There are some authors who are good at action scenes and one should strive to learn from them. Steven Pressfield writes gripping battle scenes and in his books you can see that most of the battle isn’t fighting but the waiting, the emotional and physical stress. Concentrate on those if you want to make a battle scene realistic. For instance, Aragorn in Two Towers just went through the Warg fight scene, fell off a cliff, nearly drowned, rode all night to reach Helm’s Deep in time and then calmly put on a 20-kilo suit of chainmail and fought for another night without stopping. Not realistic one bit, even for fantasy.

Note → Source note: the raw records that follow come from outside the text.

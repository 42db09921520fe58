use std::thread;
use std::time::Duration;

use crate::model::{Receipt, Revision};
use crate::store::pool::PoolView;
use crate::store::remote::{Remote, WorkingCopy};

/// Source of the fixed delay between polls of an exhausted pool.
pub trait Sleep {
    fn sleep(&self, delay: Duration);
}

#[derive(Debug, Clone, Copy, Default)]
pub struct ThreadSleep;

impl Sleep for ThreadSleep {
    fn sleep(&self, delay: Duration) {
        thread::sleep(delay);
    }
}

/// One named pool on a remote, plus the retry policy used to mutate it.
///
/// The claim loop lives in `commands::claim`, the single-target
/// transitions in `commands::transition`.
pub struct LockPool<R, S = ThreadSleep> {
    pub(crate) remote: R,
    pub(crate) pool: String,
    pub(crate) retry_delay: Duration,
    pub(crate) sleeper: S,
}

impl<R: Remote> LockPool<R> {
    pub fn new(remote: R, pool: impl Into<String>, retry_delay: Duration) -> Self {
        Self {
            remote,
            pool: pool.into(),
            retry_delay,
            sleeper: ThreadSleep,
        }
    }
}

impl<R: Remote, S: Sleep> LockPool<R, S> {
    pub fn with_sleeper<T: Sleep>(self, sleeper: T) -> LockPool<R, T> {
        LockPool {
            remote: self.remote,
            pool: self.pool,
            retry_delay: self.retry_delay,
            sleeper,
        }
    }

    pub fn remote(&self) -> &R {
        &self.remote
    }

    pub fn pool_name(&self) -> &str {
        &self.pool
    }

    pub fn retry_delay(&self) -> Duration {
        self.retry_delay
    }

    pub(crate) fn view(&self, copy: &R::Copy) -> PoolView {
        PoolView::open(copy.root(), &self.pool)
    }

    pub(crate) fn receipt(&self, lock: &str, revision: Revision) -> Receipt {
        Receipt {
            lock_name: lock.to_string(),
            pool_name: self.pool.clone(),
            revision,
        }
    }

    pub(crate) fn message(&self, verb: &str, lock: &str) -> String {
        format!("{}: {verb} {lock}", self.pool)
    }
}
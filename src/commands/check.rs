use log::debug;

use crate::config::CheckRequest;
use crate::error::Result;
use crate::git;
use crate::output::{self, Format};
use crate::store::git_remote::GitRemote;
use crate::store::remote::Remote;

/// List the revisions that changed the pool, starting at the requested one.
pub fn run(request: &CheckRequest, format: Format) -> Result<()> {
    let source = &request.source;
    source.validate()?;

    let copy = GitRemote::new(source).checkout()?;
    let since = request.version.as_ref().map(|v| &v.reference);
    let commits = git::pool_history(copy.repository(), &source.pool, since)?;
    debug!("check: {} version(s) for {}", commits.len(), source.pool);

    output::print_versions(&commits, format)
}
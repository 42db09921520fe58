use chrono::{DateTime, Utc};
use git2::{Commit, Delta, DiffOptions, Oid, Repository, Sort};

use crate::error::{PoolError, Result};
use crate::model::{Lock, Revision};

/// A commit that changed something under a pool directory.
#[derive(Debug, Clone, PartialEq, Eq)]
pub struct PoolCommit {
    pub revision: Revision,
    pub summary: String,
    pub committed_at: DateTime<Utc>,
}

impl PoolCommit {
    fn from_commit(commit: &Commit<'_>) -> Self {
        Self {
            revision: commit.id().into(),
            summary: commit.summary().unwrap_or("(no message)").to_string(),
            committed_at: DateTime::from_timestamp(commit.time().seconds(), 0).unwrap_or_default(),
        }
    }
}

/// Commits from HEAD that touch `<pool>/`, oldest first.
///
/// With `since`, returns everything from that revision (inclusive) onwards.
/// Without it, or when `since` is not in the history, returns only the
/// latest pool commit.
pub fn pool_history(
    repo: &Repository,
    pool: &str,
    since: Option<&Revision>,
) -> Result<Vec<PoolCommit>> {
    let since = since.and_then(|r| Oid::from_str(r.as_str()).ok());

    let mut revwalk = repo.revwalk()?;
    revwalk.push_head()?;
    revwalk.set_sorting(Sort::TOPOLOGICAL | Sort::TIME)?;

    let mut newest_first = Vec::new();
    let mut reached_since = false;
    for oid in revwalk {
        let commit = repo.find_commit(oid?)?;
        let is_since = Some(commit.id()) == since;
        if is_since || !changed_locks(repo, &commit, pool)?.is_empty() {
            newest_first.push(PoolCommit::from_commit(&commit));
        }
        if is_since {
            reached_since = true;
            break;
        }
        if since.is_none() && !newest_first.is_empty() {
            break;
        }
    }

    if !reached_since {
        newest_first.truncate(1);
    }
    newest_first.reverse();
    Ok(newest_first)
}

/// The lock changed by `revision` in `pool`, with its payload as of that
/// revision (or just before it, when the revision removed the lock).
pub fn lock_at(repo: &Repository, pool: &str, revision: &Revision) -> Result<Lock> {
    let commit = Oid::from_str(revision.as_str())
        .and_then(|oid| repo.find_commit(oid))
        .map_err(|_| PoolError::RevisionNotFound(revision.to_string()))?;

    let mut changes = changed_locks(repo, &commit, pool)?;
    // Prefer the side of a move that still exists at this revision.
    changes.sort_by_key(|change| change.deleted);

    let change = changes
        .into_iter()
        .next()
        .ok_or_else(|| PoolError::NoLockInRevision {
            pool: pool.to_string(),
            revision: revision.to_string(),
        })?;
    let payload = repo.find_blob(change.blob)?.content().to_vec();
    Ok(Lock::new(change.name, payload))
}

struct LockChange {
    name: String,
    blob: Oid,
    deleted: bool,
}

/// Lock files under `<pool>/` that `commit` changed relative to its first
/// parent. Placeholder files are skipped.
fn changed_locks(repo: &Repository, commit: &Commit<'_>, pool: &str) -> Result<Vec<LockChange>> {
    let tree = commit.tree()?;
    let parent_tree = match commit.parents().next() {
        Some(parent) => Some(parent.tree()?),
        None => None,
    };

    let mut options = DiffOptions::new();
    options.pathspec(pool);
    let diff = repo.diff_tree_to_tree(parent_tree.as_ref(), Some(&tree), Some(&mut options))?;

    let prefix = format!("{pool}/");
    let changes = diff
        .deltas()
        .filter_map(|delta| {
            let deleted = delta.status() == Delta::Deleted;
            let file = if deleted {
                delta.old_file()
            } else {
                delta.new_file()
            };
            let path = file.path()?.to_string_lossy().replace('\\', "/");
            let rest = path.strip_prefix(&prefix)?;
            let (_collection, name) = rest.split_once('/')?;
            if name.is_empty() || name.starts_with('.') || name.contains('/') {
                return None;
            }
            Some(LockChange {
                name: name.to_string(),
                blob: file.id(),
                deleted,
            })
        })
        .collect();
    Ok(changes)
}
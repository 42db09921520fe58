use log::{debug, info};

use crate::error::{PoolError, Result};
use crate::lock_pool::{LockPool, Sleep};
use crate::model::Receipt;
use crate::store::pool::{Collection, PoolView, validate_lock_name};
use crate::store::remote::{Publish, Remote, WorkingCopy};

#[derive(Debug)]
enum ClaimState {
    /// Bring the working copy to the remote tip.
    Sync,
    /// Pick a candidate from the unclaimed collection.
    Select,
    /// Move the candidate into `claimed` locally.
    Transition(String),
    /// Try to advance the remote with the local move.
    Publish(String),
    /// Nothing claimable; sleep before the next sync.
    Wait,
}

impl<R: Remote, S: Sleep> LockPool<R, S> {
    /// Claim any unclaimed lock, blocking until one becomes available.
    ///
    /// Candidates are tried in lexicographic order. Losing a publish race
    /// resyncs and re-selects from scratch; an empty pool is polled every
    /// `retry_delay` with no upper bound.
    pub fn claim(&self) -> Result<Receipt> {
        self.claim_with(|pool| Ok(pool.list_unclaimed()?.into_iter().next()))
    }

    /// Claim the lock called `lock`, waiting while someone else holds it.
    pub fn claim_named(&self, lock: &str) -> Result<Receipt> {
        validate_lock_name(lock)?;
        self.claim_with(|pool| match pool.locate(lock) {
            Some(Collection::Unclaimed) => Ok(Some(lock.to_string())),
            Some(Collection::Claimed) => Ok(None),
            None => Err(PoolError::LockNotFound {
                pool: self.pool.clone(),
                lock: lock.to_string(),
            }),
        })
    }

    fn claim_with<F>(&self, select: F) -> Result<Receipt>
    where
        F: Fn(&PoolView) -> Result<Option<String>>,
    {
        let mut copy = self.remote.checkout()?;
        let mut state = ClaimState::Select;

        loop {
            state = match state {
                ClaimState::Sync => {
                    copy.resync()?;
                    ClaimState::Select
                }
                ClaimState::Select => match select(&self.view(&copy))? {
                    Some(candidate) => ClaimState::Transition(candidate),
                    None => ClaimState::Wait,
                },
                ClaimState::Transition(candidate) => {
                    self.view(&copy).move_to_claimed(&candidate)?;
                    ClaimState::Publish(candidate)
                }
                ClaimState::Publish(candidate) => {
                    match copy.publish(&self.message("claiming", &candidate))? {
                        Publish::Published(revision) => {
                            info!("claimed {candidate} in {} at {revision}", self.pool);
                            return Ok(self.receipt(&candidate, revision));
                        }
                        Publish::Conflict => {
                            debug!("lost the race for {candidate}, resyncing");
                            ClaimState::Sync
                        }
                    }
                }
                ClaimState::Wait => {
                    info!(
                        "no locks available in {}, retrying in {:?}",
                        self.pool, self.retry_delay
                    );
                    self.sleeper.sleep(self.retry_delay);
                    ClaimState::Sync
                }
            };
        }
    }
}

#[cfg(test)]
mod tests {
    use std::sync::{Arc, Barrier};
    use std::thread;
    use std::time::Duration;

    use super::*;
    use crate::lock_pool::testing::{
        RacingRemote, ScriptedSleep, external_claim, external_release, seeded_remote, state,
    };
    use crate::store::memory::MemoryRemote;

    const DELAY: Duration = Duration::from_millis(100);

    fn pool(remote: &MemoryRemote) -> LockPool<MemoryRemote> {
        LockPool::new(remote.clone(), "lock-pool", DELAY)
    }

    fn never_sleeps(_: usize) {
        panic!("claim should not have waited");
    }

    #[test]
    fn claims_lexicographically_smallest_lock() {
        let remote = seeded_remote(&["b", "a", "c"], &[]);
        let pool = pool(&remote).with_sleeper(ScriptedSleep::new(never_sleeps));

        let receipt = pool.claim().unwrap();
        assert_eq!(receipt.lock_name, "a");
        assert_eq!(receipt.pool_name, "lock-pool");
        assert_eq!(receipt.revision, remote.tip());
        assert_eq!(
            state(&remote),
            (vec!["b".into(), "c".into()], vec!["a".into()])
        );
    }

    #[test]
    fn claim_preserves_payload() {
        let remote = seeded_remote(&["a"], &[]);
        pool(&remote).claim().unwrap();
        assert_eq!(
            remote.read_file("lock-pool/claimed/a").unwrap(),
            b"payload-a"
        );
        assert_eq!(remote.read_file("lock-pool/unclaimed/a"), None);
    }

    #[test]
    fn exhausted_pool_waits_for_a_release() {
        let remote = seeded_remote(&[], &["a", "b"]);
        let releaser = remote.clone();
        let sleeper = ScriptedSleep::new(move |call| {
            if call == 3 {
                external_release(&releaser, "b");
            }
        });
        let pool = pool(&remote).with_sleeper(sleeper);

        let receipt = pool.claim().unwrap();
        assert_eq!(receipt.lock_name, "b");
        assert_eq!(pool.sleeper.delays.borrow().as_slice(), &[DELAY; 3]);
        assert_eq!(state(&remote), (vec![], vec!["a".into(), "b".into()]));
    }

    #[test]
    fn lost_race_resyncs_and_picks_another_lock() {
        let remote = seeded_remote(&["a", "b"], &[]);
        let racing = RacingRemote::new(remote.clone(), |r| external_claim(r, "a"));
        let pool = LockPool::new(racing, "lock-pool", DELAY)
            .with_sleeper(ScriptedSleep::new(never_sleeps));

        let receipt = pool.claim().unwrap();
        assert_eq!(receipt.lock_name, "b");
        assert_eq!(receipt.revision, remote.tip());
        assert_eq!(state(&remote), (vec![], vec!["a".into(), "b".into()]));
        // root, seed, rival claim, our claim; the conflicting attempt left no trace
        assert_eq!(remote.revisions().len(), 4);
    }

    #[test]
    fn lost_race_for_last_lock_falls_back_to_waiting() {
        let remote = seeded_remote(&["a"], &[]);
        let racing = RacingRemote::new(remote.clone(), |r| external_claim(r, "a"));
        let releaser = remote.clone();
        let pool = LockPool::new(racing, "lock-pool", DELAY).with_sleeper(ScriptedSleep::new(
            move |_| external_release(&releaser, "a"),
        ));

        let receipt = pool.claim().unwrap();
        assert_eq!(receipt.lock_name, "a");
        assert_eq!(pool.sleeper.delays.borrow().len(), 1);
    }

    #[test]
    fn concurrent_claims_never_share_a_lock() {
        let remote = seeded_remote(&["a", "b", "c", "d"], &[]);
        let barrier = Arc::new(Barrier::new(4));

        let handles: Vec<_> = (0..4)
            .map(|_| {
                let remote = remote.clone();
                let barrier = Arc::clone(&barrier);
                thread::spawn(move || {
                    barrier.wait();
                    pool(&remote).claim().unwrap().lock_name
                })
            })
            .collect();

        let mut claimed: Vec<String> = handles.into_iter().map(|h| h.join().unwrap()).collect();
        claimed.sort();
        assert_eq!(claimed, vec!["a", "b", "c", "d"]);
        assert_eq!(state(&remote).0, Vec::<String>::new());
        // seed + four claims, each strictly extending the previous revision
        assert_eq!(remote.revisions().len(), 6);
    }

    #[test]
    fn scenario_two_claims_then_blocked_third() {
        let remote = seeded_remote(&["a", "b"], &[]);

        assert_eq!(pool(&remote).claim().unwrap().lock_name, "a");
        assert_eq!(pool(&remote).claim().unwrap().lock_name, "b");

        let releaser = remote.clone();
        let third = pool(&remote).with_sleeper(ScriptedSleep::new(move |call| {
            if call == 1 {
                external_release(&releaser, "a");
            }
        }));
        let receipt = third.claim().unwrap();
        assert_eq!(receipt.lock_name, "a");
        assert_eq!(third.sleeper.delays.borrow().len(), 1);
    }

    #[test]
    fn claim_named_waits_for_that_lock() {
        let remote = seeded_remote(&["a"], &["b"]);
        let releaser = remote.clone();
        let pool = pool(&remote).with_sleeper(ScriptedSleep::new(move |call| {
            if call == 2 {
                external_release(&releaser, "b");
            }
        }));

        let receipt = pool.claim_named("b").unwrap();
        assert_eq!(receipt.lock_name, "b");
        assert_eq!(state(&remote), (vec!["a".into()], vec!["b".into()]));
    }

    #[test]
    fn claim_named_unknown_lock_is_fatal() {
        let remote = seeded_remote(&["a"], &[]);
        let pool = pool(&remote).with_sleeper(ScriptedSleep::new(never_sleeps));

        let err = pool.claim_named("zzz").unwrap_err();
        assert!(matches!(err, PoolError::LockNotFound { ref lock, .. } if lock == "zzz"));
        assert_eq!(remote.revisions().len(), 2);
    }
}
use std::process::Command;

fn main() {
    println!("cargo:rerun-if-changed=.git/HEAD");
    println!("cargo:rerun-if-changed=.git/refs");

    if let Ok(output) = Command::new("git").args(["rev-parse", "HEAD"]).output()
        && output.status.success()
    {
        let sha = String::from_utf8_lossy(&output.stdout).trim().to_string();
        if !sha.is_empty() {
            println!("cargo:rustc-env=LOCKPOOL_BUILD_GIT_SHA={sha}");
        }
    }
}
use clap::ValueEnum;
use colored::Colorize;
use serde_json::json;

use crate::error::Result;
use crate::git::PoolCommit;
use crate::model::{Response, Version};

#[derive(Debug, Clone, Copy, PartialEq, Eq, ValueEnum)]
pub enum Format {
    Json,
    Pretty,
    Minimal,
}

/// Print the version + metadata pair produced by `in` and `out`.
pub fn print_response(response: &Response, format: Format) -> Result<()> {
    match format {
        Format::Json => println!("{}", serde_json::to_string(response)?),
        Format::Pretty => {
            println!("{} {}", "version:".bold(), response.version.reference);
            for pair in &response.metadata {
                println!("  {}: {}", pair.name, pair.value.cyan());
            }
        }
        Format::Minimal => println!("{}", response.version.reference),
    }
    Ok(())
}

/// Print the versions found by `check`, oldest first.
pub fn print_versions(commits: &[PoolCommit], format: Format) -> Result<()> {
    match format {
        Format::Json => {
            let versions: Vec<Version> = commits
                .iter()
                .map(|c| Version {
                    reference: c.revision.clone(),
                })
                .collect();
            println!("{}", serde_json::to_string(&versions)?);
        }
        Format::Pretty => {
            for commit in commits {
                println!(
                    "{} {} {}",
                    short(commit.revision.as_str()).yellow(),
                    commit.summary,
                    commit.committed_at.to_rfc3339().dimmed()
                );
            }
        }
        Format::Minimal => {
            for commit in commits {
                println!("{}", commit.revision);
            }
        }
    }
    Ok(())
}

/// Render an error for stderr in the selected format.
pub fn error_message(code: &str, message: &str, format: Format) -> String {
    match format {
        Format::Json => json!({ "error": code, "message": message }).to_string(),
        _ => format!("error: {message}"),
    }
}

fn short(revision: &str) -> &str {
    revision.get(..7).unwrap_or(revision)
}
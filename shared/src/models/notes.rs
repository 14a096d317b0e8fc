//! Bench notes and stability follow-up attached to a formula version

use std::collections::BTreeMap;

use chrono::{DateTime, Utc};
use serde::{Deserialize, Serialize};
use validator::Validate;

/// Stability checkpoints, in days after the start of the test
pub const STABILITY_CHECKPOINTS: &[(&str, i64)] = &[
    ("J0", 0),
    ("J1", 1),
    ("J7", 7),
    ("J15", 15),
    ("J30", 30),
    ("J60", 60),
    ("J90", 90),
];

/// Free-text observations on a formula version
#[derive(Debug, Clone, PartialEq, Eq, Default, Serialize, Deserialize, Validate)]
#[serde(default)]
pub struct FormulaNotes {
    #[validate(length(max = 10000))]
    pub protocol: String,
    #[validate(length(max = 2000))]
    pub appearance: String,
    #[validate(length(max = 2000))]
    pub odor: String,
    #[validate(length(max = 50))]
    pub ph: String,
    #[validate(length(max = 2000))]
    pub microscope: String,
    #[validate(length(max = 10000))]
    pub remark: String,
    #[validate(length(max = 2000))]
    pub packaging: String,
    #[validate(length(max = 10000))]
    pub conclusion: String,
    /// Photo per category, as a URL or data URL
    pub photos: BTreeMap<String, String>,
}

impl FormulaNotes {
    /// True when no field carries any text
    pub fn is_empty(&self) -> bool {
        [
            &self.protocol,
            &self.appearance,
            &self.odor,
            &self.ph,
            &self.microscope,
            &self.remark,
            &self.packaging,
            &self.conclusion,
        ]
        .iter()
        .all(|s| s.trim().is_empty())
            && self.photos.is_empty()
    }
}

/// Observation recorded at one stability checkpoint
#[derive(Debug, Clone, PartialEq, Eq, Default, Serialize, Deserialize)]
#[serde(default)]
pub struct StabilityDay {
    /// Checkpoint label, `J0` to `J90`
    pub day: String,
    pub notes: String,
}

/// Stability test of a formula version
#[derive(Debug, Clone, PartialEq, Eq, Default, Serialize, Deserialize, Validate)]
#[serde(default)]
pub struct Stability {
    pub start_date: Option<DateTime<Utc>>,
    #[validate(length(max = 50))]
    pub days: Vec<StabilityDay>,
}

impl Stability {
    /// Start a test at `now` with one empty entry per checkpoint
    pub fn start(now: DateTime<Utc>) -> Self {
        Self {
            start_date: Some(now),
            days: STABILITY_CHECKPOINTS
                .iter()
                .map(|(day, _)| StabilityDay {
                    day: day.to_string(),
                    notes: String::new(),
                })
                .collect(),
        }
    }

    pub fn is_running(&self) -> bool {
        self.start_date.is_some()
    }

    /// Record the notes of a checkpoint. Unknown labels are ignored.
    pub fn record(&mut self, day: &str, notes: &str) -> bool {
        match self.days.iter_mut().find(|d| d.day == day) {
            Some(entry) => {
                entry.notes = notes.to_string();
                true
            }
            None => false,
        }
    }

    /// Checkpoint the test has reached at `now`.
    ///
    /// A test that has not started is at `J0`. Past `J60` it stays at `J90`.
    pub fn current_checkpoint(&self, now: DateTime<Utc>) -> &'static str {
        let Some(start) = self.start_date else {
            return "J0";
        };
        let elapsed = (now - start).num_days().max(0);
        STABILITY_CHECKPOINTS
            .iter()
            .find(|(_, days)| elapsed <= *days)
            .map(|(label, _)| *label)
            .unwrap_or("J90")
    }
}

If you’re writing from a single person’s perspective and your character isn’t sitting on top of the battlefield, forget about the zoom-out feature where a reader can see everything that’s happening.
Don’t forget to show physical fatigue of prolonged fighting. A round of canne de combat lasts 90 seconds. The fighting stick weighs 0.15 of a kilo, practically weightless. Before half of the round is done, your arm feels like a ton of lead and you’re clawing for breath in that plastic helmet. Now imagine fighting four hours non-stopping, in a 10-kilo suit of armor (if you’re lucky) with a 4-kilo sword or spear and a 5-kilo shield on top of that. In a closed metal helmet, weighing another kilo or two.
Show your character conserving his/her energy. Show the exhaustion. Show your character taking rest in the middle of a battle. It’s genuine.